Munculnya RUU Pemanfaatan Teknologi Informasi ini
bermula dari mulai merasuknya pemanfaatan Teknologi Informasi dalam kehidupan
sehari-hari kita saat ini. Jika kita lihat, kita mulai terbiasa menggunakan
mesin ATM untuk mengambil uang, menggunakan handphone untuk
berkomunikasi dan bertransaksi (mobile banking), menggunakan Internet untuk
melakukan transaksi (Internet banking, membeli barang), berikirim e-mail atau
untuk sekedar menjelajah Internet, perusahaan melakukan transaksi melalui
Internet (e-procurement), dan masih banyak lainnya. Semua kegiatan ini
merupakan pemanfaatan dari Teknologi Informasi.

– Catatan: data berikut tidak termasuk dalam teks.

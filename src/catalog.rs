use std::collections::HashMap;
use std::sync::LazyLock;
use std::thread;
use std::time::Duration;

use chrono::{DateTime, Utc};
use regex::Regex;
use reqwest::blocking::{Client, RequestBuilder, Response};
use serde::{Deserialize, Serialize};
use tracing::{debug, info};
use url::Url;

use crate::config::Credentials;
use crate::domain::{Chapter, FeedChapter, Manga, MangaWithChapters};
use crate::error::ChapterboxError;
use crate::http::check_status;

pub const API_BASE: &str = "https://api.mangadex.org";
pub const AUTH_URL: &str =
    "https://auth.mangadex.org/realms/mangadex/protocol/openid-connect/token";
pub const UPLOADS_BASE: &str = "https://uploads.mangadex.org";
const PAGE_LIMIT: usize = 100;

static UUID: LazyLock<Regex> = LazyLock::new(|| {
    Regex::new(r"^[0-9a-fA-F]{8}-[0-9a-fA-F]{4}-[0-9a-fA-F]{4}-[0-9a-fA-F]{4}-[0-9a-fA-F]{12}$")
        .expect("uuid pattern")
});

pub trait Catalog: Send + Sync {
    fn cover_url(&self, manga_id: &str) -> Result<String, ChapterboxError>;
    fn mark_read(&self, manga_id: &str, chapter_ids: &[String]) -> Result<(), ChapterboxError>;
}

#[derive(Debug, Deserialize)]
struct LoginResponse {
    access_token: String,
}

#[derive(Debug, Deserialize)]
struct ChapterList {
    #[serde(default)]
    data: Vec<Chapter>,
    #[serde(default)]
    total: usize,
}

#[derive(Debug, Deserialize)]
struct MangaResponse {
    data: Manga,
}

#[derive(Debug, Deserialize)]
struct ReadMarkers {
    #[serde(default)]
    data: Vec<String>,
}

#[derive(Debug, Serialize)]
#[serde(rename_all = "camelCase")]
struct ReadPayload<'a> {
    chapter_ids_read: &'a [String],
    chapter_ids_unread: [String; 0],
}

#[derive(Clone)]
pub struct MangadexCatalog {
    client: Client,
    api_base: String,
    auth_url: String,
    uploads_base: String,
    language: String,
    token: Option<String>,
}

impl MangadexCatalog {
    pub fn new(client: Client, language: &str) -> Self {
        Self {
            client,
            api_base: API_BASE.to_string(),
            auth_url: AUTH_URL.to_string(),
            uploads_base: UPLOADS_BASE.to_string(),
            language: language.to_string(),
            token: None,
        }
    }

    pub fn with_endpoints(mut self, api_base: &str, auth_url: &str, uploads_base: &str) -> Self {
        self.api_base = api_base.trim_end_matches('/').to_string();
        self.auth_url = auth_url.to_string();
        self.uploads_base = uploads_base.trim_end_matches('/').to_string();
        self
    }

    pub fn login(&mut self, credentials: &Credentials) -> Result<(), ChapterboxError> {
        let response = self
            .client
            .post(&self.auth_url)
            .form(&[
                ("grant_type", "password"),
                ("username", credentials.username.as_str()),
                ("password", credentials.password.as_str()),
                ("client_id", credentials.client_id.as_str()),
                ("client_secret", credentials.client_secret.as_str()),
            ])
            .send()
            .map_err(|err| ChapterboxError::Catalog(format!("login request failed: {err}")))?;
        let login: LoginResponse = Self::handle_status(response)?
            .json()
            .map_err(|err| ChapterboxError::Catalog(format!("login response: {err}")))?;
        self.token = Some(login.access_token);
        info!(user = %credentials.username, "logged in");
        Ok(())
    }

    pub fn followed_feed(
        &self,
        since: DateTime<Utc>,
    ) -> Result<Vec<MangaWithChapters>, ChapterboxError> {
        let url = format!("{}/user/follows/manga/feed", self.api_base);
        let since = catalog_time_format(since);
        let chapters = self.collect_chapters(|offset| {
            self.authorized(self.client.get(&url)).query(&[
                ("limit", PAGE_LIMIT.to_string()),
                ("offset", offset.to_string()),
                ("order[readableAt]", "desc".to_string()),
                ("translatedLanguage[]", self.language.clone()),
                ("includes[]", "manga".to_string()),
                ("createdAtSince", since.clone()),
            ])
        })?;

        let mut manga_list = group_by_manga(chapters);
        for entry in &mut manga_list {
            let read = self.read_markers(&entry.manga.id)?;
            for chapter in &mut entry.chapters {
                chapter.is_read = read.contains(&chapter.chapter.id);
            }
            entry.chapters.retain(|chapter| !chapter.is_read);
        }
        manga_list.retain(|entry| !entry.chapters.is_empty());
        info!(manga = manga_list.len(), "followed feed loaded");
        Ok(manga_list)
    }

    pub fn manga_chapters(&self, manga_url: &str) -> Result<MangaWithChapters, ChapterboxError> {
        let manga_id = extract_manga_id(manga_url)?;
        let url = format!("{}/chapter", self.api_base);
        let chapters = self.collect_chapters(|offset| {
            self.authorized(self.client.get(&url)).query(&[
                ("limit", PAGE_LIMIT.to_string()),
                ("offset", offset.to_string()),
                ("manga", manga_id.clone()),
                ("translatedLanguage[]", self.language.clone()),
                ("includes[]", "manga".to_string()),
            ])
        })?;
        if chapters.is_empty() {
            return Err(ChapterboxError::Catalog(format!(
                "no chapters available for manga {manga_id}"
            )));
        }
        group_by_manga(chapters)
            .into_iter()
            .find(|entry| entry.manga.id == manga_id)
            .ok_or(ChapterboxError::MissingManga(manga_id))
    }

    pub fn read_markers(&self, manga_id: &str) -> Result<Vec<String>, ChapterboxError> {
        let url = format!("{}/manga/read", self.api_base);
        let response = self.send_with_retries(|| {
            self.authorized(self.client.get(&url))
                .query(&[("ids[]", manga_id)])
        })?;
        let markers: ReadMarkers = Self::handle_status(response)?
            .json()
            .map_err(|err| ChapterboxError::Catalog(err.to_string()))?;
        Ok(markers.data)
    }

    fn collect_chapters<F>(&self, mut make_req: F) -> Result<Vec<Chapter>, ChapterboxError>
    where
        F: FnMut(usize) -> RequestBuilder,
    {
        let mut chapters = Vec::new();
        loop {
            let offset = chapters.len();
            let response = self.send_with_retries(|| make_req(offset))?;
            let list: ChapterList = Self::handle_status(response)?
                .json()
                .map_err(|err| ChapterboxError::Catalog(err.to_string()))?;
            debug!(offset, received = list.data.len(), total = list.total, "chapter page");
            let received = list.data.len();
            chapters.extend(list.data);
            if received == 0 || chapters.len() >= list.total {
                return Ok(chapters);
            }
        }
    }

    fn authorized(&self, request: RequestBuilder) -> RequestBuilder {
        match &self.token {
            Some(token) => request.bearer_auth(token),
            None => request,
        }
    }

    fn handle_status(response: Response) -> Result<Response, ChapterboxError> {
        check_status(response, catalog_status_error)
    }

    fn send_with_retries<F>(&self, mut make_req: F) -> Result<Response, ChapterboxError>
    where
        F: FnMut() -> RequestBuilder,
    {
        const MAX_RETRIES: usize = 3;
        const BASE_DELAY_MS: u64 = 200;
        let mut attempt = 0usize;
        loop {
            let response = make_req().send();
            match response {
                Ok(resp) => {
                    let status = resp.status().as_u16();
                    if attempt < MAX_RETRIES && is_retryable_status(status) {
                        let delay = BASE_DELAY_MS * (attempt as u64 + 1);
                        thread::sleep(Duration::from_millis(delay));
                        attempt += 1;
                        continue;
                    }
                    return Ok(resp);
                }
                Err(err) => {
                    if attempt < MAX_RETRIES && is_retryable_error(&err) {
                        let delay = BASE_DELAY_MS * (attempt as u64 + 1);
                        thread::sleep(Duration::from_millis(delay));
                        attempt += 1;
                        continue;
                    }
                    return Err(ChapterboxError::Catalog(err.to_string()));
                }
            }
        }
    }
}

impl Catalog for MangadexCatalog {
    fn cover_url(&self, manga_id: &str) -> Result<String, ChapterboxError> {
        let url = format!("{}/manga/{manga_id}", self.api_base);
        let response = self.send_with_retries(|| {
            self.authorized(self.client.get(&url))
                .query(&[("includes[]", "cover_art")])
        })?;
        let manga: MangaResponse = Self::handle_status(response)?
            .json()
            .map_err(|err| ChapterboxError::Catalog(format!("can't get manga cover: {err}")))?;
        let file_name = manga.data.cover_file_name().ok_or_else(|| {
            ChapterboxError::Catalog(format!("manga {manga_id} has no cover art"))
        })?;
        Ok(format!("{}/covers/{manga_id}/{file_name}", self.uploads_base))
    }

    fn mark_read(&self, manga_id: &str, chapter_ids: &[String]) -> Result<(), ChapterboxError> {
        let url = format!("{}/manga/{manga_id}/read", self.api_base);
        let payload = ReadPayload {
            chapter_ids_read: chapter_ids,
            chapter_ids_unread: [],
        };
        let response = self
            .authorized(self.client.post(&url))
            .json(&payload)
            .send()
            .map_err(|err| ChapterboxError::Catalog(err.to_string()))?;
        Self::handle_status(response)?;
        Ok(())
    }
}

pub fn group_by_manga(chapters: Vec<Chapter>) -> Vec<MangaWithChapters> {
    let mut index = HashMap::<String, usize>::new();
    let mut grouped: Vec<MangaWithChapters> = Vec::new();
    for chapter in chapters {
        let Some(manga) = chapter.manga() else {
            debug!(chapter = %chapter.id, "chapter without manga relationship");
            continue;
        };
        match index.get(&manga.id) {
            Some(&position) => grouped[position].chapters.push(FeedChapter::unread(chapter)),
            None => {
                index.insert(manga.id.clone(), grouped.len());
                grouped.push(MangaWithChapters {
                    manga,
                    chapters: vec![FeedChapter::unread(chapter)],
                });
            }
        }
    }
    grouped
}

pub fn extract_manga_id(manga_url: &str) -> Result<String, ChapterboxError> {
    let url = Url::parse(manga_url)
        .map_err(|err| ChapterboxError::InvalidMangaUrl(format!("{manga_url}: {err}")))?;
    let candidate = url
        .path_segments()
        .and_then(|mut segments| segments.nth(1))
        .ok_or_else(|| ChapterboxError::InvalidMangaUrl(format!("{manga_url}: no manga id")))?;
    if !UUID.is_match(candidate) {
        return Err(ChapterboxError::InvalidMangaUrl(format!(
            "{manga_url}: {candidate} is not a uuid"
        )));
    }
    Ok(candidate.to_lowercase())
}

pub fn catalog_time_format(timestamp: DateTime<Utc>) -> String {
    timestamp.format("%Y-%m-%dT%H:%M:%S").to_string()
}

fn is_retryable_status(status: u16) -> bool {
    matches!(status, 429 | 500 | 502 | 503 | 504)
}

fn is_retryable_error(err: &reqwest::Error) -> bool {
    err.is_timeout() || err.is_connect() || err.is_request()
}

fn catalog_status_error(status: u16, message: String) -> ChapterboxError {
    ChapterboxError::CatalogStatus { status, message }
}
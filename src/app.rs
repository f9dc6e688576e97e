use std::fs;
use std::path::Path;

use camino::Utf8PathBuf;
use serde::Serialize;
use tracing::{info, warn};

use crate::catalog::Catalog;
use crate::domain::{FeedChapter, MangaWithChapters};
use crate::error::ChapterboxError;
use crate::fetcher::AbortSignal;
use crate::http::{HttpClient, HttpRequest};
use crate::pipeline::{Acquisition, ChapterPipeline};
use crate::store::{MangaLibrary, MangaRecord, Store, cover_path};

#[derive(Debug, Clone, Serialize)]
pub struct DownloadReport {
    pub manga: Vec<MangaReport>,
}

#[derive(Debug, Clone, Serialize)]
pub struct MangaReport {
    pub manga_id: String,
    pub title: String,
    pub directory: Option<String>,
    pub chapters: Vec<ChapterReport>,
    pub errors: Vec<String>,
}

#[derive(Debug, Clone, Serialize)]
pub struct ChapterReport {
    pub chapter_id: String,
    pub number: String,
    pub outcome: ChapterOutcome,
}

#[derive(Debug, Clone, PartialEq, Eq, Serialize)]
#[serde(tag = "status", rename_all = "snake_case")]
pub enum ChapterOutcome {
    AlreadyRead,
    Skipped { archive: String },
    Downloaded { archive: String, pages: usize },
    Failed { reason: String },
}

#[derive(Debug, Clone, Serialize)]
pub struct ListResult {
    pub manga: Vec<MangaRecord>,
}

impl MangaReport {
    fn new(manga_id: &str, title: &str) -> Self {
        Self {
            manga_id: manga_id.to_string(),
            title: title.to_string(),
            directory: None,
            chapters: Vec::new(),
            errors: Vec::new(),
        }
    }

    pub fn downloaded_ids(&self) -> Vec<String> {
        self.chapters
            .iter()
            .filter(|chapter| matches!(chapter.outcome, ChapterOutcome::Downloaded { .. }))
            .map(|chapter| chapter.chapter_id.clone())
            .collect()
    }
}

impl DownloadReport {
    /// Every recorded error in run order, chapter failures included.
    pub fn failures(&self) -> Vec<String> {
        let mut failures = Vec::new();
        for manga in &self.manga {
            for chapter in &manga.chapters {
                if let ChapterOutcome::Failed { reason } = &chapter.outcome {
                    failures.push(format!("failed to download chapter: {reason}"));
                }
            }
            failures.extend(manga.errors.iter().cloned());
        }
        failures
    }

    pub fn downloaded_count(&self) -> usize {
        self.count(|outcome| matches!(outcome, ChapterOutcome::Downloaded { .. }))
    }

    pub fn skipped_count(&self) -> usize {
        self.count(|outcome| matches!(outcome, ChapterOutcome::Skipped { .. }))
    }

    fn count(&self, predicate: impl Fn(&ChapterOutcome) -> bool) -> usize {
        self.manga
            .iter()
            .flat_map(|manga| &manga.chapters)
            .filter(|chapter| predicate(&chapter.outcome))
            .count()
    }

    pub fn summary(&self) -> String {
        self.failures().join("\n")
    }

    pub fn is_success(&self) -> bool {
        self.failures().is_empty()
    }

    pub fn into_result(self) -> Result<DownloadReport, ChapterboxError> {
        let failures = self.failures();
        if failures.is_empty() {
            return Ok(self);
        }
        Err(ChapterboxError::PartialFailure {
            count: failures.len(),
            summary: failures.join("\n"),
        })
    }
}

#[derive(Debug, Clone)]
pub struct ProgressEvent {
    pub message: String,
}

pub trait ProgressSink {
    fn event(&self, event: ProgressEvent);
}

pub struct App<H: HttpClient, L: MangaLibrary> {
    store: Store,
    library: L,
    pipeline: ChapterPipeline<H>,
    language: String,
}

impl<H: HttpClient, L: MangaLibrary> App<H, L> {
    pub fn new(store: Store, library: L, pipeline: ChapterPipeline<H>, language: &str) -> Self {
        Self {
            store,
            library,
            pipeline,
            language: language.to_string(),
        }
    }

    /// Processes the batch manga by manga. Per-chapter and per-manga failures are
    /// collected in the report; only cancellation ends the batch early.
    pub fn download_manga(
        &self,
        manga_list: &[MangaWithChapters],
        catalog: &dyn Catalog,
        cancel: &AbortSignal,
        sink: &dyn ProgressSink,
    ) -> Result<DownloadReport, ChapterboxError> {
        self.store.ensure_download_root()?;
        let mut report = DownloadReport { manga: Vec::new() };

        for entry in manga_list {
            if cancel.is_set() {
                warn!(completed = report.manga.len(), "batch cancelled");
                return Err(ChapterboxError::Cancelled);
            }
            let title = entry.manga.title(&self.language);
            sink.event(ProgressEvent {
                message: format!("manga {title}"),
            });
            info!(manga = %title, chapters = entry.chapters.len(), "downloading manga");
            report.manga.push(self.download_one(entry, &title, catalog, sink));
        }

        Ok(report)
    }

    pub fn list(&self) -> Result<ListResult, ChapterboxError> {
        Ok(ListResult {
            manga: self.store.list_records()?,
        })
    }

    fn download_one(
        &self,
        entry: &MangaWithChapters,
        title: &str,
        catalog: &dyn Catalog,
        sink: &dyn ProgressSink,
    ) -> MangaReport {
        let mut report = MangaReport::new(&entry.manga.id, title);

        let manga_dir = match self.store.ensure_manga_dir(title) {
            Ok(dir) => dir,
            Err(err) => {
                report
                    .errors
                    .push(format!("failed to create manga directory: {err}"));
                return report;
            }
        };
        report.directory = Some(manga_dir.to_string());

        let recorded = self
            .library
            .record_manga(&entry.manga, title, &self.language, &manga_dir);
        if let Err(err) = recorded {
            report.errors.push(format!("failed to record manga: {err}"));
            return report;
        }

        let cover = cover_path(manga_dir.as_std_path());
        if !cover.exists() {
            if let Err(err) = self.download_cover(catalog, &entry.manga.id, &cover) {
                warn!(manga = %title, error = %err, "cover download failed");
                report
                    .errors
                    .push(format!("failed to download manga cover: {err}"));
            }
        }

        for feed_chapter in &entry.chapters {
            let chapter_report = self.download_chapter(&manga_dir, feed_chapter, sink);
            report.chapters.push(chapter_report);
        }

        let downloaded = report.downloaded_ids();
        if !downloaded.is_empty() {
            if let Err(err) = catalog.mark_read(&entry.manga.id, &downloaded) {
                report
                    .errors
                    .push(format!("failed to mark manga as read: {err}"));
            }
        }
        report
    }

    fn download_chapter(
        &self,
        manga_dir: &Utf8PathBuf,
        feed_chapter: &FeedChapter,
        sink: &dyn ProgressSink,
    ) -> ChapterReport {
        let chapter = &feed_chapter.chapter;
        let number = chapter.number().to_string();
        let outcome = if feed_chapter.is_read {
            ChapterOutcome::AlreadyRead
        } else {
            match self.pipeline.acquire(manga_dir.as_std_path(), chapter) {
                Ok(Acquisition::Skipped { archive }) => {
                    info!(chapter = %number, "skipped chapter");
                    ChapterOutcome::Skipped {
                        archive: archive.display().to_string(),
                    }
                }
                Ok(Acquisition::Downloaded { archive, pages }) => {
                    info!(chapter = %number, pages, "downloaded chapter");
                    ChapterOutcome::Downloaded {
                        archive: archive.display().to_string(),
                        pages,
                    }
                }
                Err(err) => {
                    warn!(chapter = %number, error = %err, "chapter failed");
                    ChapterOutcome::Failed {
                        reason: err.to_string(),
                    }
                }
            }
        };
        sink.event(ProgressEvent {
            message: format!("chapter {number}: {}", outcome.label()),
        });
        ChapterReport {
            chapter_id: chapter.id.clone(),
            number,
            outcome,
        }
    }

    fn download_cover(
        &self,
        catalog: &dyn Catalog,
        manga_id: &str,
        destination: &Path,
    ) -> Result<(), ChapterboxError> {
        let url = catalog.cover_url(manga_id)?;
        let partial = destination.with_extension("jpg.part");
        let result = self
            .pipeline
            .http()
            .download(&HttpRequest::get(url), &partial, &AbortSignal::new())
            .and_then(|_| {
                fs::rename(&partial, destination)
                    .map_err(|err| ChapterboxError::Filesystem(err.to_string()))
            });
        if result.is_err() && partial.exists() {
            let _ = fs::remove_file(&partial);
        }
        result
    }
}

impl ChapterOutcome {
    pub fn label(&self) -> &'static str {
        match self {
            ChapterOutcome::AlreadyRead => "already read",
            ChapterOutcome::Skipped { .. } => "skipped",
            ChapterOutcome::Downloaded { .. } => "downloaded",
            ChapterOutcome::Failed { .. } => "failed",
        }
    }
}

Teknologi Informasi memiliki peluang untuk
meningkatkan perdagangan dan perekonomian nasional yang terkait dengan
perdagangan dan perekonomian global. Salah satu kendala yang muncul adalah
ketidak-jelasan status dari transaksi yang dilakukan melalui media cyber ini.
Untuk itu Cyberlaw Indonesia harus dipersiapkan.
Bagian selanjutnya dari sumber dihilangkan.